## EXERCISE:
Return each entry exactly, so that nothing in the data differs from the original.

─── SUPPLIED MATERIAL ───

//! Daily bed-task checklist rules.
//!
//! Each (bed, task, calendar day) is either incomplete or complete. A
//! completion row keyed by the date makes every new day start incomplete.

use std::collections::HashMap;

use crate::types::DbId;

/// How a bed identifier from the URL should be matched.
///
/// Field workers reach a bed either by its numeric primary key or by the QR
/// code printed on the bed's tag; a single lookup tries both.
#[derive(Debug, Clone, PartialEq, Eq)]
pub struct BedLookup {
    /// Primary key candidate, present when the identifier is numeric.
    pub id: Option<DbId>,
    /// QR code candidate (always the raw identifier).
    pub qr_code: String,
}

impl BedLookup {
    pub fn parse(identifier: &str) -> Self {
        let trimmed = identifier.trim();
        Self {
            id: trimmed.parse::<DbId>().ok(),
            qr_code: trimmed.to_string(),
        }
    }
}

/// Pair each default task with today's completion for it, if any.
///
/// Returns the paired list in catalogue order plus `all_completed`, which is
/// true iff every task has a completion. An empty catalogue counts as
/// completed.
pub fn build_checklist<T, C>(
    tasks: Vec<T>,
    completions: Vec<C>,
    task_key: impl Fn(&T) -> DbId,
    completion_key: impl Fn(&C) -> DbId,
) -> (Vec<(T, Option<C>)>, bool) {
    let mut by_task: HashMap<DbId, C> = completions
        .into_iter()
        .map(|c| (completion_key(&c), c))
        .collect();

    let paired: Vec<(T, Option<C>)> = tasks
        .into_iter()
        .map(|t| {
            let done = by_task.remove(&task_key(&t));
            (t, done)
        })
        .collect();

    let all_completed = paired.iter().all(|(_, c)| c.is_some());
    (paired, all_completed)
}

───

## ANSWER BELOW:
//! Daily bed-task checklist rules.
//!
//! Each (bed, task, calendar day) is either incomplete or complete. A
//! completion row keyed by the date makes every new day start incomplete.

use std::collections::HashMap;

use crate::types::DbId;

/// How a bed identifier from the URL should be matched.
///
/// Field workers reach a bed either by its numeric primary key or by the QR
/// code printed on the bed's tag; a single lookup tries both.
#[derive(Debug, Clone, PartialEq, Eq)]
pub struct BedLookup {
    /// Primary key candidate, present when the identifier is numeric.
    pub id: Option<DbId>,
    /// QR code candidate (always the raw identifier).
    pub qr_code: String,
}

impl BedLookup {
    pub fn parse(identifier: &str) -> Self {
        let trimmed = identifier.trim();
        Self {
            id: trimmed.parse::<DbId>().ok(),
            qr_code: trimmed.to_string(),
        }
    }
}

/// Pair each default task with today's completion for it, if any.
///
/// Returns the paired list in catalogue order plus `all_completed`, which is
/// true iff every task has a completion. An empty catalogue counts as
/// completed.
pub fn build_checklist<T, C>(
    tasks: Vec<T>,
    completions: Vec<C>,
    task_key: impl Fn(&T) -> DbId,
    completion_key: impl Fn(&C) -> DbId,
) -> (Vec<(T, Option<C>)>, bool) {
    let mut by_task: HashMap<DbId, C> = completions
        .into_iter()
        .map(|c| (completion_key(&c), c))
        .collect();

    let paired: Vec<(T, Option<C>)> = tasks
        .into_iter()
        .map(|t| {
            let done = by_task.remove(&task_key(&t));
            (t, done)
        })
        .collect();

    let all_completed = paired.iter().all(|(_, c)| c.is_some());
    (paired, all_completed)
}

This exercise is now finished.